Dataset entries:
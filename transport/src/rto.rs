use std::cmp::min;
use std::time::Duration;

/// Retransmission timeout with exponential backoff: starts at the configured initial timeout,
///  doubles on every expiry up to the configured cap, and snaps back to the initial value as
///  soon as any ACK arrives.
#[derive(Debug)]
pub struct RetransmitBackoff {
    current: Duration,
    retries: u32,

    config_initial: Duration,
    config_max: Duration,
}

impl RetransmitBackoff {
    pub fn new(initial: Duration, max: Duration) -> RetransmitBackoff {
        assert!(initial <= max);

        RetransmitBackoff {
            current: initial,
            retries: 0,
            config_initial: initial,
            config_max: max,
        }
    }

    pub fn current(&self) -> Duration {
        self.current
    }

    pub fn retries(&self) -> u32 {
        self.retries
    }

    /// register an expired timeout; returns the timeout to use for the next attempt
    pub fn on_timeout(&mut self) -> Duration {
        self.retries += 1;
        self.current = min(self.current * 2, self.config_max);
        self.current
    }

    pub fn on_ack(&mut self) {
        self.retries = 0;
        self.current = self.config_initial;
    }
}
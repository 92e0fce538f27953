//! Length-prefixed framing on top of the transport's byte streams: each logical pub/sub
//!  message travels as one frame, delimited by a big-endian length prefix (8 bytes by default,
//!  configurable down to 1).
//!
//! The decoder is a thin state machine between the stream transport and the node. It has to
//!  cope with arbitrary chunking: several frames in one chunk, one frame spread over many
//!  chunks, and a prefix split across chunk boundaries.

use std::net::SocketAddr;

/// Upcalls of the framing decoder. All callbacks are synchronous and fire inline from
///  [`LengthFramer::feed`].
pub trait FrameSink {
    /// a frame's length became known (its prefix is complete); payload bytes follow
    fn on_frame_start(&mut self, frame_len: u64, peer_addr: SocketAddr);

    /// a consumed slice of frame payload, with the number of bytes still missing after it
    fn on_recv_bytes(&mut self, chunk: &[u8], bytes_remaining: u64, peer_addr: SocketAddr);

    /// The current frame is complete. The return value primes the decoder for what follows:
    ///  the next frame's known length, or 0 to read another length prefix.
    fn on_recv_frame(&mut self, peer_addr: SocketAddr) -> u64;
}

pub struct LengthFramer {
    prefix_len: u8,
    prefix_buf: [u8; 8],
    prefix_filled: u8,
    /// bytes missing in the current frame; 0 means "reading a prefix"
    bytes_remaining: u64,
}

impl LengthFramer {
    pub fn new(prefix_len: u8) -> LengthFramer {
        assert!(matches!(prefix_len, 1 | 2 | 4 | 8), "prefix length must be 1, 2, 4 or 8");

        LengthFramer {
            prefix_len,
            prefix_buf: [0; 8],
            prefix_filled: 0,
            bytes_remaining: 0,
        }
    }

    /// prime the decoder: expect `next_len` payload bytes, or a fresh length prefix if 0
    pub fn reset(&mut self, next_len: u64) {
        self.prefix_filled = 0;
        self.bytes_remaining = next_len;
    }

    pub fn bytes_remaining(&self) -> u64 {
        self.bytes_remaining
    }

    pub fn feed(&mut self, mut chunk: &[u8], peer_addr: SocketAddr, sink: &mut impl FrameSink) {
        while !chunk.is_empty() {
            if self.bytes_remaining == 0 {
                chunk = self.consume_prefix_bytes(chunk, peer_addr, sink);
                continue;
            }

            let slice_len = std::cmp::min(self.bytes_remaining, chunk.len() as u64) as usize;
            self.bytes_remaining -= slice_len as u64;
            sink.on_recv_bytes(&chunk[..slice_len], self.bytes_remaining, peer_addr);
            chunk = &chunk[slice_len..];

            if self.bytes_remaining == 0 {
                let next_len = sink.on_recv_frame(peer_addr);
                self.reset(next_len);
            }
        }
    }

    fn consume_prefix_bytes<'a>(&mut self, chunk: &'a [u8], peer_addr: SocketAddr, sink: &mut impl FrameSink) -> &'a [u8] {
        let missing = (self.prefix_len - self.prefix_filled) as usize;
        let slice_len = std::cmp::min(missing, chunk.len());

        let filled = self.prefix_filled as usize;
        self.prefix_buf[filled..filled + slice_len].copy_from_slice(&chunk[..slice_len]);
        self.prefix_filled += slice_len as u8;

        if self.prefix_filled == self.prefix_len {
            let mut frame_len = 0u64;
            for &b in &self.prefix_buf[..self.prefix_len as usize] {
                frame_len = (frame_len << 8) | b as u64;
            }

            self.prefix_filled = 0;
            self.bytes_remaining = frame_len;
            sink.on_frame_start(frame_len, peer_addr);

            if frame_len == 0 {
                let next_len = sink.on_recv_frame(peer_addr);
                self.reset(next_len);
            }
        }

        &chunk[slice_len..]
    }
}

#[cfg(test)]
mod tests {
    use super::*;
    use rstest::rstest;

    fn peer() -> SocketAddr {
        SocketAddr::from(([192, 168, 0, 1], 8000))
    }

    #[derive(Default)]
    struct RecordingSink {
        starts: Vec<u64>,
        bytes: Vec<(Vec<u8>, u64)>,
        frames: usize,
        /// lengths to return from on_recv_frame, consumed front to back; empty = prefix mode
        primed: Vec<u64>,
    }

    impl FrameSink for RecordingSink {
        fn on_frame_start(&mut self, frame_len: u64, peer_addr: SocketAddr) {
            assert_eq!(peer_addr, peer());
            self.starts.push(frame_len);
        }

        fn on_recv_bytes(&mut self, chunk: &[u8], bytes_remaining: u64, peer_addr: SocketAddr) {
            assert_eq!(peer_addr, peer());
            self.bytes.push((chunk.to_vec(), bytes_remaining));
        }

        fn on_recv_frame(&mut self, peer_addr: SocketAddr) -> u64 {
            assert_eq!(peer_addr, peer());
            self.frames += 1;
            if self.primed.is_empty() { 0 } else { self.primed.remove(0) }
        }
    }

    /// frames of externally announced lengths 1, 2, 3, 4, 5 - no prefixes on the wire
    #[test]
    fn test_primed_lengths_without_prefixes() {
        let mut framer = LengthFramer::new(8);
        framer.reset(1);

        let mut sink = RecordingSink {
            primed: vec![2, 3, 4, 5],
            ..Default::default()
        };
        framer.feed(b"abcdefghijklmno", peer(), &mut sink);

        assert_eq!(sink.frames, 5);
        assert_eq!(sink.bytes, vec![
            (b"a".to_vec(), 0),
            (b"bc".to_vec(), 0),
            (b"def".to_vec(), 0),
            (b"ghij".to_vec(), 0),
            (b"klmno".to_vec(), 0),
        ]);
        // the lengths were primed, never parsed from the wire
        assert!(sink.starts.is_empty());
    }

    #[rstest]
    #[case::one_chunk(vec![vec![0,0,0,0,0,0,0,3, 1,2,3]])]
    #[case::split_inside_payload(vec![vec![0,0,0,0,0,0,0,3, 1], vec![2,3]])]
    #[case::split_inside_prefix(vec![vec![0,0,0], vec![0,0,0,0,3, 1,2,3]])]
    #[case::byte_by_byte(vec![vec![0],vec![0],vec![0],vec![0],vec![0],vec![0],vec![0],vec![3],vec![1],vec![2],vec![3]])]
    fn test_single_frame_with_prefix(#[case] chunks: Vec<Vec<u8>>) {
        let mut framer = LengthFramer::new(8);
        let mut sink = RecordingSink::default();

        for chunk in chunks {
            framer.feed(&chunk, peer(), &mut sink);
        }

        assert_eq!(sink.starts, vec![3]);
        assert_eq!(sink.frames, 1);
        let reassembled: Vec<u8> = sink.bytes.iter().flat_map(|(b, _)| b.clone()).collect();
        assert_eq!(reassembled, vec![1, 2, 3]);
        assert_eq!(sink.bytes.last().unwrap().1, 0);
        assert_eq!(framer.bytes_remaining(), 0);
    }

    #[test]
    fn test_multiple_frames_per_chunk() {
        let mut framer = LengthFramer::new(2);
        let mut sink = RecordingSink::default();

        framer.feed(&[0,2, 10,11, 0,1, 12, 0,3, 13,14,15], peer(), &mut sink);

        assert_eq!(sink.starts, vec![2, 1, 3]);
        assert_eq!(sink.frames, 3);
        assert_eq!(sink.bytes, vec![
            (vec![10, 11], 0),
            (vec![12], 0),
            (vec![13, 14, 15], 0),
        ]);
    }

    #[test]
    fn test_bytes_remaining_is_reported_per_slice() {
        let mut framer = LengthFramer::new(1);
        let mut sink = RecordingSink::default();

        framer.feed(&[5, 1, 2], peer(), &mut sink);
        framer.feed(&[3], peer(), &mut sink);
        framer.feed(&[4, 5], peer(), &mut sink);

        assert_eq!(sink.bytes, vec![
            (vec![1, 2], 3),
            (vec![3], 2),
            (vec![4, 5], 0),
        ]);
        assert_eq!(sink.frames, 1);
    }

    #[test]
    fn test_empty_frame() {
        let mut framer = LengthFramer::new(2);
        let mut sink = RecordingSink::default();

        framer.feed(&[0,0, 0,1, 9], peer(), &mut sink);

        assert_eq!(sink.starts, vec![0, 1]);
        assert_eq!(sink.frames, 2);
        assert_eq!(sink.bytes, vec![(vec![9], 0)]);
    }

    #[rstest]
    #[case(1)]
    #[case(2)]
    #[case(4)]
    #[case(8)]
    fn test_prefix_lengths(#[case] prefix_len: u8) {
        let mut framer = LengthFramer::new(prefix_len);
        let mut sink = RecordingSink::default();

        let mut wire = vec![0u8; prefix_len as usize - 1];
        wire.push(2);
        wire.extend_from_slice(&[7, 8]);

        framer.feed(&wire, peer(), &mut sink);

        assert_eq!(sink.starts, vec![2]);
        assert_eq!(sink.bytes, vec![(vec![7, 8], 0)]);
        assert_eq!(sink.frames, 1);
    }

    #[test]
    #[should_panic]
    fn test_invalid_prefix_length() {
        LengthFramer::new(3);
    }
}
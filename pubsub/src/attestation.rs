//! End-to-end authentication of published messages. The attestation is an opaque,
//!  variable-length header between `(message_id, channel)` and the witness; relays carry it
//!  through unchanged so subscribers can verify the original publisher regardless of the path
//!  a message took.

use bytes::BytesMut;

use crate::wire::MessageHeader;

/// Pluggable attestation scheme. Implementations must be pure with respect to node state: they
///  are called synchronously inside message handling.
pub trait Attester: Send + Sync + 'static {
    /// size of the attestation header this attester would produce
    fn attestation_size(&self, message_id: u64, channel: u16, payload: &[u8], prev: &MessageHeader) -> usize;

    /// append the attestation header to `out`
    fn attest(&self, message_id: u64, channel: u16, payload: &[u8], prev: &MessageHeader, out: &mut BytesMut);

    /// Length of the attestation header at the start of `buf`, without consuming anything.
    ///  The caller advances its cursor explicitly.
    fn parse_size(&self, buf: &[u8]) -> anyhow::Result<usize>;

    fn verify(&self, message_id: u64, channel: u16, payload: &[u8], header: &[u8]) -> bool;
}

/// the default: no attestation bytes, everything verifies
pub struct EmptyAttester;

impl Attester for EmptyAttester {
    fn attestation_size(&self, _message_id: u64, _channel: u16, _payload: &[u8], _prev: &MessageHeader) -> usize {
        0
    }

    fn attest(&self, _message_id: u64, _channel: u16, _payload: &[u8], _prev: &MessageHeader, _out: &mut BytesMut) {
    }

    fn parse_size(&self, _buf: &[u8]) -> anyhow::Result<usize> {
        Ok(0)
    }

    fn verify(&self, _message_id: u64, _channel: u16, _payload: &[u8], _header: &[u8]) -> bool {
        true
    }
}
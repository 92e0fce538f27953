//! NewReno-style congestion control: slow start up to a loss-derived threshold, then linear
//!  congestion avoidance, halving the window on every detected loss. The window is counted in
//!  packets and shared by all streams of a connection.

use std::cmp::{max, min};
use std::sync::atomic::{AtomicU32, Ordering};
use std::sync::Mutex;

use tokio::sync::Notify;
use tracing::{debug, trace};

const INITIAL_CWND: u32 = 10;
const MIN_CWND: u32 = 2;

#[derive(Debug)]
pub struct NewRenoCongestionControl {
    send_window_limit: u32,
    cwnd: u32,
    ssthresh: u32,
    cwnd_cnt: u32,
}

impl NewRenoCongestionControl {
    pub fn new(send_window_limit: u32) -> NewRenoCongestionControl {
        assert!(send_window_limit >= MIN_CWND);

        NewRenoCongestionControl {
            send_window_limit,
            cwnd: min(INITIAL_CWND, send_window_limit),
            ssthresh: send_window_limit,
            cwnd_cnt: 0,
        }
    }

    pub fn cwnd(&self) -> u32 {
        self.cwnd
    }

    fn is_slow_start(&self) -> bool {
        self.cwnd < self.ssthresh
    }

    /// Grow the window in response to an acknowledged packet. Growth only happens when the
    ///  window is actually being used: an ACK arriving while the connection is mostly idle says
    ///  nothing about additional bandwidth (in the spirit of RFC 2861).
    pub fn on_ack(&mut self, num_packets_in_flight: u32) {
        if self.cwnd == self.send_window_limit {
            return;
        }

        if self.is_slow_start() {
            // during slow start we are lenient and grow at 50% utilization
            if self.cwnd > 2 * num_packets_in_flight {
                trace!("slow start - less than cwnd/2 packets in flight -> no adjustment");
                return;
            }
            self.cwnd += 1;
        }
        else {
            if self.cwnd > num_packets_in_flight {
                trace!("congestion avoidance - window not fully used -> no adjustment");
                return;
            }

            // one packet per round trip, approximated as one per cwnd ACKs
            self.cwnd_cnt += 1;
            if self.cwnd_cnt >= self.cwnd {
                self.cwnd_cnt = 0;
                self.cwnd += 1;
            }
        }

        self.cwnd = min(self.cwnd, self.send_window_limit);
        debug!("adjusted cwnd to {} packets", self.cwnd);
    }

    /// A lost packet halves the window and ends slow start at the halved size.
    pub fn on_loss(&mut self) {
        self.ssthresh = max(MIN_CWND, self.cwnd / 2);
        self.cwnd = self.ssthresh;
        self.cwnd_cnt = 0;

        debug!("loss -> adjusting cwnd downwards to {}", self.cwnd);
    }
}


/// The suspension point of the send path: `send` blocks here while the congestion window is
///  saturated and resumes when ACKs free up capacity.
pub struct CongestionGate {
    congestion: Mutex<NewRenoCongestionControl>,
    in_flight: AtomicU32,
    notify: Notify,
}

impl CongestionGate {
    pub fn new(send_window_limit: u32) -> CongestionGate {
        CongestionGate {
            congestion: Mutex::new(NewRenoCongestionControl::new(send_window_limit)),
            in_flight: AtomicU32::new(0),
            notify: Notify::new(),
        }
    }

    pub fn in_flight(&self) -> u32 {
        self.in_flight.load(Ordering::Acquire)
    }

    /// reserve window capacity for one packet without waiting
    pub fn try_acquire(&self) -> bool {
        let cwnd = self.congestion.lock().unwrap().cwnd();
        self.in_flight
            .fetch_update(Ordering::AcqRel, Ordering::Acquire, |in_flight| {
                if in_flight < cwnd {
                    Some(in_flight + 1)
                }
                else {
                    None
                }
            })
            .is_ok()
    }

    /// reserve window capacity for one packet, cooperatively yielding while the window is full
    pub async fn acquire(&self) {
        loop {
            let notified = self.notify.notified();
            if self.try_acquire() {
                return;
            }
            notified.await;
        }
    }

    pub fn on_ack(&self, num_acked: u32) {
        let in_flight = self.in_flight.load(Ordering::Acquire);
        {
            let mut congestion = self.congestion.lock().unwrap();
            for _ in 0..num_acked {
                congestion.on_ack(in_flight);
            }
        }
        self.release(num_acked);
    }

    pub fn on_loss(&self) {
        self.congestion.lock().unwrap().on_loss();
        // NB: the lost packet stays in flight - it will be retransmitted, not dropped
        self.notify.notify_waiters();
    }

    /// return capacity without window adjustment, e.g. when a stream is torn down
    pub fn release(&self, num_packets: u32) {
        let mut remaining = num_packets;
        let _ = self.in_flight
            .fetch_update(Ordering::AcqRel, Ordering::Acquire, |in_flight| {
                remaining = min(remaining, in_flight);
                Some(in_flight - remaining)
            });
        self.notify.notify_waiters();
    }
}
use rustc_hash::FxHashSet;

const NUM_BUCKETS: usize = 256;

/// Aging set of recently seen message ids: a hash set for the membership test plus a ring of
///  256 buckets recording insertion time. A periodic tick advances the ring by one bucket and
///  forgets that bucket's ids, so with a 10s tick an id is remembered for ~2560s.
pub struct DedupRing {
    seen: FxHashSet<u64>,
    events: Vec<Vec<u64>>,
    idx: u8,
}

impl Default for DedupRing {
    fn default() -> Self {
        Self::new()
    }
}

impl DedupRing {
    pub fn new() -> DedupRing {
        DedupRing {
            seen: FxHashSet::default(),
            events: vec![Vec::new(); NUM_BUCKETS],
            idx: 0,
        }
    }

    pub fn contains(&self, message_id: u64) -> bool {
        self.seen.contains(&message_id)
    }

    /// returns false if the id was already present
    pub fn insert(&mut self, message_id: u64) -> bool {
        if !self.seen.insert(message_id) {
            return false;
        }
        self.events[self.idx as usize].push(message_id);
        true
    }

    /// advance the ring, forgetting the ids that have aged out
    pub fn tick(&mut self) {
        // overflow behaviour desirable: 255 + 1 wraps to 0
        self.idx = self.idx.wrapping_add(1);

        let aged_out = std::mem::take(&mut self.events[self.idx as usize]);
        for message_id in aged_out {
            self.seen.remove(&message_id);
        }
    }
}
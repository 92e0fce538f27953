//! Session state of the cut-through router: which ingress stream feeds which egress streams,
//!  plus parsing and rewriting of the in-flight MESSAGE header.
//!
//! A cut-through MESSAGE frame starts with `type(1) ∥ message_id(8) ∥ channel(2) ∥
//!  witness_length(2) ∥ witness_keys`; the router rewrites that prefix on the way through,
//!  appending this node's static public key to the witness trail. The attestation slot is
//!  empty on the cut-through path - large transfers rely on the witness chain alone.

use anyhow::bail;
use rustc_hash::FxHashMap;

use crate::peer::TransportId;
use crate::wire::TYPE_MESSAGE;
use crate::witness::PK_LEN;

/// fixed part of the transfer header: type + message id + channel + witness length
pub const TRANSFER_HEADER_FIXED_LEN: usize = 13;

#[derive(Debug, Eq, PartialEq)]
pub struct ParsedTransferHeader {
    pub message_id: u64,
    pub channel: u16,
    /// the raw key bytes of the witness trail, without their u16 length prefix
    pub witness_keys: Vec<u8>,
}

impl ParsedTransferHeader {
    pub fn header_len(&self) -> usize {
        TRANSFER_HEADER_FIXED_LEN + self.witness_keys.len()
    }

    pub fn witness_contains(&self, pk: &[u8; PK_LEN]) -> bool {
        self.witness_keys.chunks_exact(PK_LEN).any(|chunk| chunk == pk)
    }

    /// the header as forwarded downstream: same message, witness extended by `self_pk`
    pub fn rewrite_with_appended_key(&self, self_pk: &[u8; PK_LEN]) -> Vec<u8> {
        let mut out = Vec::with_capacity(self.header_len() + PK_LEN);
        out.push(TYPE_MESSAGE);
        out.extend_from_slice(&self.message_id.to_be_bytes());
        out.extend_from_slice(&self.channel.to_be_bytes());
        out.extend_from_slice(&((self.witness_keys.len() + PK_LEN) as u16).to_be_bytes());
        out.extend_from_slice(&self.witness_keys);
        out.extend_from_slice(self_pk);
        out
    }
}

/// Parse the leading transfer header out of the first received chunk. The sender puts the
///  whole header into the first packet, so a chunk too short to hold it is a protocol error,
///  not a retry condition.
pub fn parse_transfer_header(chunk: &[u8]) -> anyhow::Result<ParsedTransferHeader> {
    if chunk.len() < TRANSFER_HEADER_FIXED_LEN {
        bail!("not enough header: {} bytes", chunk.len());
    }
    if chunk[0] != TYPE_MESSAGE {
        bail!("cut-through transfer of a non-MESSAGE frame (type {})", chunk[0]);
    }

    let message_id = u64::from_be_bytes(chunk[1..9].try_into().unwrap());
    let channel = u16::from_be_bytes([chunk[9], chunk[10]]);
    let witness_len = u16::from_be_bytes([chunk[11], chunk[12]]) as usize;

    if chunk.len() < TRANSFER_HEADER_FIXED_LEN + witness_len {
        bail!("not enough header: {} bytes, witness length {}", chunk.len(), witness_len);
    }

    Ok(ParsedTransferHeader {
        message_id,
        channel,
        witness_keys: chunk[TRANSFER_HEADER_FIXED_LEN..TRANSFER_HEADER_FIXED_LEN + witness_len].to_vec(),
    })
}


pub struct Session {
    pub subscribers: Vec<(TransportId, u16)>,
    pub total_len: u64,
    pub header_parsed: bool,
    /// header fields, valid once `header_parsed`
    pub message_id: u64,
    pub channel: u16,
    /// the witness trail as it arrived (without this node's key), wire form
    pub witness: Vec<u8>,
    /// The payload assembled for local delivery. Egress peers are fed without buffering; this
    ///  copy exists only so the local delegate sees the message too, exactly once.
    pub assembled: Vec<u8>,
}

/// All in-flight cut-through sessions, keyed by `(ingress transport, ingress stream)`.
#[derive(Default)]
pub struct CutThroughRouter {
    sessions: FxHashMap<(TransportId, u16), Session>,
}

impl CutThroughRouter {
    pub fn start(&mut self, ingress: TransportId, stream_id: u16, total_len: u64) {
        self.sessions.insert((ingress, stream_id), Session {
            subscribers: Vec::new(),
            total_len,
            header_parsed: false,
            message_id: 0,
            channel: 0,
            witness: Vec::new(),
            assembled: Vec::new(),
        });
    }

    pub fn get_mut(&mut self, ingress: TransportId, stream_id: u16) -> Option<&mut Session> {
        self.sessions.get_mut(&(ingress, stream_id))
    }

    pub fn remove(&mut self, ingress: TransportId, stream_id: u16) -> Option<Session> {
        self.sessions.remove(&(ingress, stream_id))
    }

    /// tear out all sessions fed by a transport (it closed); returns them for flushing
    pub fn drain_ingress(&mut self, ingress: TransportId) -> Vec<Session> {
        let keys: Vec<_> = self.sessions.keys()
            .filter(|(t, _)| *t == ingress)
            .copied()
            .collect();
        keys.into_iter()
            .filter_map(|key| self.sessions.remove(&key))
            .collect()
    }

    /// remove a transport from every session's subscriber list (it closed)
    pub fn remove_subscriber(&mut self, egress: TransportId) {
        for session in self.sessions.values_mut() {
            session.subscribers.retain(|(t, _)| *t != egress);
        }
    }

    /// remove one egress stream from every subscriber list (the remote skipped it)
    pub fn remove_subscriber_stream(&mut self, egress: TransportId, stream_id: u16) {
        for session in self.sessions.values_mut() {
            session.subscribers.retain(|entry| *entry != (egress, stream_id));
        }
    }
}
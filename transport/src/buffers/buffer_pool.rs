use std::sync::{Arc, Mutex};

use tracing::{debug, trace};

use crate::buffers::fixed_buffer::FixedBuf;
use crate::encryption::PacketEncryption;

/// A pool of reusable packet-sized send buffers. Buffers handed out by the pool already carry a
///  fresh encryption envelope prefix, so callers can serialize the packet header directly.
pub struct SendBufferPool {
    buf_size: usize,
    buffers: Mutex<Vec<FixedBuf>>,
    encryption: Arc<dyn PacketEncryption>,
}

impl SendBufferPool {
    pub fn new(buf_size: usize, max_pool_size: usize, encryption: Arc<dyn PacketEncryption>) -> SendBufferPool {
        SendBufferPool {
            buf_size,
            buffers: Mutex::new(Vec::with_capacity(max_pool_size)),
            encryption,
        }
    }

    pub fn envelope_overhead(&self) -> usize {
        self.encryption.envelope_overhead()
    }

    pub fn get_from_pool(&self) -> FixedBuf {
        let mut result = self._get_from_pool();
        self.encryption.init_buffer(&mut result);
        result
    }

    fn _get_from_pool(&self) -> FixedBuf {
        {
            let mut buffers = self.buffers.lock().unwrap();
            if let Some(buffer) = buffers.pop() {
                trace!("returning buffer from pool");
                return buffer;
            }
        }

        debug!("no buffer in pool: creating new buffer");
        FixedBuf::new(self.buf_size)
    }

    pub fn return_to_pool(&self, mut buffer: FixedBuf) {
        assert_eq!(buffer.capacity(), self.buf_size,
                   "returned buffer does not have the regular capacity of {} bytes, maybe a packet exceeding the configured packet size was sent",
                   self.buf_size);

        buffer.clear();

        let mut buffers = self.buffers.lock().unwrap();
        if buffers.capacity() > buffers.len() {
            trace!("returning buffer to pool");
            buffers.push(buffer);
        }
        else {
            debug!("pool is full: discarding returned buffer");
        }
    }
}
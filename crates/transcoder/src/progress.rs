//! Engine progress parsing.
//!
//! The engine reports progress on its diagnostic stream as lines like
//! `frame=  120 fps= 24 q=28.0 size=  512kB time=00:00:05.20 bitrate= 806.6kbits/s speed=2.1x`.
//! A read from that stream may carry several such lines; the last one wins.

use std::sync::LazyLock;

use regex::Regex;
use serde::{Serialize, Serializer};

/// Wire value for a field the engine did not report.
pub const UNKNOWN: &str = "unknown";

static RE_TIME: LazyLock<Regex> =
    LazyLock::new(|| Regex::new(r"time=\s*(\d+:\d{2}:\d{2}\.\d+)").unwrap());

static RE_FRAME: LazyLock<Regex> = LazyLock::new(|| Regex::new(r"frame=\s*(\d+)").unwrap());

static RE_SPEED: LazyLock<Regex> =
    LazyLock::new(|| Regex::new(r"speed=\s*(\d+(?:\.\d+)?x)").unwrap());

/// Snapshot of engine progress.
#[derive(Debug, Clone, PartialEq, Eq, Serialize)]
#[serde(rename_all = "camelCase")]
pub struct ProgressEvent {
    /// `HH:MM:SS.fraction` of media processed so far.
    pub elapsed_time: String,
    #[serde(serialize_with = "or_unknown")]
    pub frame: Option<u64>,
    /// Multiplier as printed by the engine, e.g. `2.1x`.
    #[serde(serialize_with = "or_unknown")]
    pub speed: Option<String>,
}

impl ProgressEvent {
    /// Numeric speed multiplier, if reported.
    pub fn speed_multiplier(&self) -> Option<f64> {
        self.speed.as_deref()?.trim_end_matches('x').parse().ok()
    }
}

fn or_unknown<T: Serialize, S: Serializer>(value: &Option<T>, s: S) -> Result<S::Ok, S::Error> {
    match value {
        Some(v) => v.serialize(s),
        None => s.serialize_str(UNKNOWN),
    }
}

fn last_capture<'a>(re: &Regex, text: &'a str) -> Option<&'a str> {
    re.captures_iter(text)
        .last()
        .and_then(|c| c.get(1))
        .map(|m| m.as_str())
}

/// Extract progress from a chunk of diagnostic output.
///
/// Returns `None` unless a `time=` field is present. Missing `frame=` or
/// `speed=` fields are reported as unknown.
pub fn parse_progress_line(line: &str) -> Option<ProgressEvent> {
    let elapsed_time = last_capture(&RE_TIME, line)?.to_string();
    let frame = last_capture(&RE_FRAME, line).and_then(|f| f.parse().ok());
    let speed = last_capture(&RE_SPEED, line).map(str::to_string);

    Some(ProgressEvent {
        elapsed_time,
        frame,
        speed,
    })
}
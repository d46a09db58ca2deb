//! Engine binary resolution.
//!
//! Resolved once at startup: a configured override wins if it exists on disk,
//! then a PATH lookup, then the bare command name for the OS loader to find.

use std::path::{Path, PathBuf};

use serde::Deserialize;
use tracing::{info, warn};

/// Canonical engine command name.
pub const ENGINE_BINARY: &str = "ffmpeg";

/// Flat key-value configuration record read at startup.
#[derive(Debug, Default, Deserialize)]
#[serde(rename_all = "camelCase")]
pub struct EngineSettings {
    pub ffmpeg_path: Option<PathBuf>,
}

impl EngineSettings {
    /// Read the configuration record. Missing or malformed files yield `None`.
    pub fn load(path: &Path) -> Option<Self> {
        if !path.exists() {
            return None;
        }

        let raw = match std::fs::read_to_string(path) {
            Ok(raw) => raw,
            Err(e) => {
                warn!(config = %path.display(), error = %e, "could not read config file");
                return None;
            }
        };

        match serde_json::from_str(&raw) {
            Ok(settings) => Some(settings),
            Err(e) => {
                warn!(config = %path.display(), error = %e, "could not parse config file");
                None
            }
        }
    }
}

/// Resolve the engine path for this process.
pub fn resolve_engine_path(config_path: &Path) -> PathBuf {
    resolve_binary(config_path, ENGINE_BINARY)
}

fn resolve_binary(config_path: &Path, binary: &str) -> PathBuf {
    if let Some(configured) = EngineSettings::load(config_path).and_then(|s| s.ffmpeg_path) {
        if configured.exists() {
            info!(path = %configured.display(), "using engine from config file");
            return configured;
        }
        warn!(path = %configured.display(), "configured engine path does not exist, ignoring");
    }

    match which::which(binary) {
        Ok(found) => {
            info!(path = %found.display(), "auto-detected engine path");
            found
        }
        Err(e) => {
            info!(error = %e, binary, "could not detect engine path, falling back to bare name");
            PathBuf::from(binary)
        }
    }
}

DIRECTIONS FOR THIS TASK ->
Go through the records and copy each line with "diagnostic" in it.

SOLUTION BELOW ->
//! The engine reports progress on its diagnostic stream as lines like
/// Extract progress from a chunk of diagnostic output.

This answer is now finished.